Os erros no sistema — desenvolvido pela Fundação de Apoio da Universidade Federal do Rio Grande do Sul (Faurgs) e voltado a filiados sem mandato e vereadores — começaram pouco depois das 8h e se estenderam até o final da tarde. Correligionários relataram dificuldades em diferentes etapas de validação, em especial na fase de reconhecimento facial. Muitos tentaram dezenas de vezes, e a estimativa é de que menos de 10% dos 44,7 mil inscritos conseguiram.

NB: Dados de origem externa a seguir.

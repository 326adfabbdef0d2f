//! Arena-backed taxonomy tree.

use std::collections::HashMap;

use super::node::{NodeId, TreeNode};
use crate::error::{Error, Result};

/// A rooted, labeled classification tree.
///
/// Construction enforces the structural invariants the analysis relies on:
/// exactly one root, unique identifiers, every non-root node attached to an
/// existing parent. A tree that merely looks odd (e.g. a root with no
/// children) is still valid; it simply yields no analysis units.
///
/// # Example
///
/// ```rust
/// use taxometrics::Taxonomy;
///
/// let mut tree = Taxonomy::with_root("root", "UniClass");
/// tree.add_node("Ss", "Systems", "root").unwrap();
/// tree.add_node("Ss_15", "Earthwork systems", "Ss").unwrap();
///
/// assert_eq!(tree.len(), 3);
/// assert_eq!(tree.depth(tree.get("Ss_15").unwrap()), 2);
/// ```
#[derive(Debug, Clone)]
pub struct Taxonomy {
    /// All nodes, root at slot 0.
    nodes: Vec<TreeNode>,
    /// Identifier -> arena slot.
    index: HashMap<String, NodeId>,
}

impl Taxonomy {
    /// Create a tree containing only the root node.
    pub fn with_root(identifier: impl Into<String>, label: impl Into<String>) -> Self {
        let identifier = identifier.into();
        let mut index = HashMap::new();
        index.insert(identifier.clone(), 0);
        Self {
            nodes: vec![TreeNode::new(identifier, label.into(), None)],
            index,
        }
    }

    /// Insert a node under an existing parent.
    ///
    /// # Errors
    ///
    /// [`Error::DuplicateIdentifier`] if the identifier is already present,
    /// [`Error::UnknownParent`] if the parent identifier does not resolve.
    pub fn add_node(
        &mut self,
        identifier: impl Into<String>,
        label: impl Into<String>,
        parent: &str,
    ) -> Result<NodeId> {
        let identifier = identifier.into();
        if self.index.contains_key(&identifier) {
            return Err(Error::DuplicateIdentifier(identifier));
        }
        let parent_id = match self.index.get(parent) {
            Some(&id) => id,
            None => {
                return Err(Error::UnknownParent {
                    child: identifier,
                    parent: parent.to_string(),
                })
            }
        };

        let id = self.nodes.len();
        self.index.insert(identifier.clone(), id);
        self.nodes
            .push(TreeNode::new(identifier, label.into(), Some(parent_id)));
        self.nodes[parent_id].children.push(id);
        Ok(id)
    }

    /// The root node's slot.
    pub fn root(&self) -> NodeId {
        0
    }

    /// Access a node by slot.
    pub fn node(&self, id: NodeId) -> &TreeNode {
        &self.nodes[id]
    }

    /// Resolve a string identifier to its slot.
    pub fn get(&self, identifier: &str) -> Option<NodeId> {
        self.index.get(identifier).copied()
    }

    /// Parent slot of a node (`None` for the root).
    pub fn parent(&self, id: NodeId) -> Option<NodeId> {
        self.nodes[id].parent
    }

    /// Child slots of a node, in insertion order.
    pub fn children(&self, id: NodeId) -> &[NodeId] {
        &self.nodes[id].children
    }

    /// Whether the node has no children.
    pub fn is_leaf(&self, id: NodeId) -> bool {
        self.nodes[id].is_leaf()
    }

    /// All leaf slots, in arena order.
    pub fn leaves(&self) -> Vec<NodeId> {
        (0..self.nodes.len())
            .filter(|&id| self.nodes[id].is_leaf())
            .collect()
    }

    /// Distance from the root (root depth = 0).
    pub fn depth(&self, id: NodeId) -> usize {
        let mut depth = 0;
        let mut current = id;
        while let Some(parent) = self.nodes[current].parent {
            depth += 1;
            current = parent;
        }
        depth
    }

    /// Copy the subtree rooted at `id` into an independent tree.
    ///
    /// Identifiers and labels are preserved; the subtree root loses its
    /// parent link and sits at depth 0 of the new tree.
    pub fn subtree(&self, id: NodeId) -> Taxonomy {
        let root = &self.nodes[id];
        let mut sub = Taxonomy::with_root(root.identifier.clone(), root.label.clone());

        // Depth-first, carrying the slot in the new arena alongside the old
        // one. Children are pushed reversed so insertion order survives.
        let mut stack: Vec<(NodeId, NodeId)> =
            root.children.iter().rev().map(|&c| (c, 0)).collect();
        while let Some((old_id, new_parent)) = stack.pop() {
            let node = &self.nodes[old_id];
            let new_id = sub.nodes.len();
            sub.index.insert(node.identifier.clone(), new_id);
            sub.nodes.push(TreeNode::new(
                node.identifier.clone(),
                node.label.clone(),
                Some(new_parent),
            ));
            sub.nodes[new_parent].children.push(new_id);
            for &child in node.children.iter().rev() {
                stack.push((child, new_id));
            }
        }
        sub
    }

    /// Total node count.
    pub fn len(&self) -> usize {
        self.nodes.len()
    }

    /// Whether the tree holds only the root.
    pub fn is_empty(&self) -> bool {
        self.nodes.len() <= 1
    }

    /// Iterate over all nodes with their slots, in arena order.
    pub fn iter(&self) -> impl Iterator<Item = (NodeId, &TreeNode)> {
        self.nodes.iter().enumerate()
    }
}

— Quem votou às 7h, 7h30min, conseguiu. Eu comecei a tentar às 8h e nada. O aplicativo pedia para inserir o título de eleitor, depois a foto. Aí era preciso validar o processo com um código enviado por SMS. Depois disso, dava para votar. Eu até consegui, mas ainda tinha de confirmar o voto, com mais um código de SMS e nova foto do rosto. Aí travava tudo e voltava para o início. Perdi as contas de quantas vezes tentei. É um absurdo. Sei de muita gente, aqui no Estado, que desistiu — conta a assessora parlamentar Ana Teixeira, 48 anos, filiada ao diretório do PSDB de Porto Alegre.
De Brasília, onde o partido organizou evento para receber os votos presenciais de prefeitos, vice-prefeitos, governadores e vices, deputados, senadores e ex-presidentes do PSDB, o presidente da agremiação na capital gaúcha, vereador Moisés Barboza, classificou a situação como "uma injustiça". Ele chegou a protocolar um documento junto à direção nacional registrando repúdio ao "inaceitável número de filiados, diretorianos, delegados e presidentes de zonais que não conseguem efetivar seus votos em nossas prévias". Barboza defendeu que o pleito fosse prorrogado, caso as falhas persistissem:
— Mais da metade dos delegados do diretório do PSDB em Porto Alegre simplesmente não conseguiram votar, fora os filiados. É um absurdo e é péssimo para a imagem do partido, que foi vítima da inoperância de um serviço contratado.
Em Porto Alegre, o vereador Ramiro Rosário também enfrentou obstáculos para confirmar seu voto. Conseguiu, mas passou o dia ajudando colegas na tarefa, a maioria sem êxito. Segundo ele, o aplicativo apresentou lentidão em todas as fases.
— É uma pena, porque ficou um clima ruim para as prévias e para o partido. Era para ser algo bacana, como a gente vê nos Estados Unidos — lamenta Rosário.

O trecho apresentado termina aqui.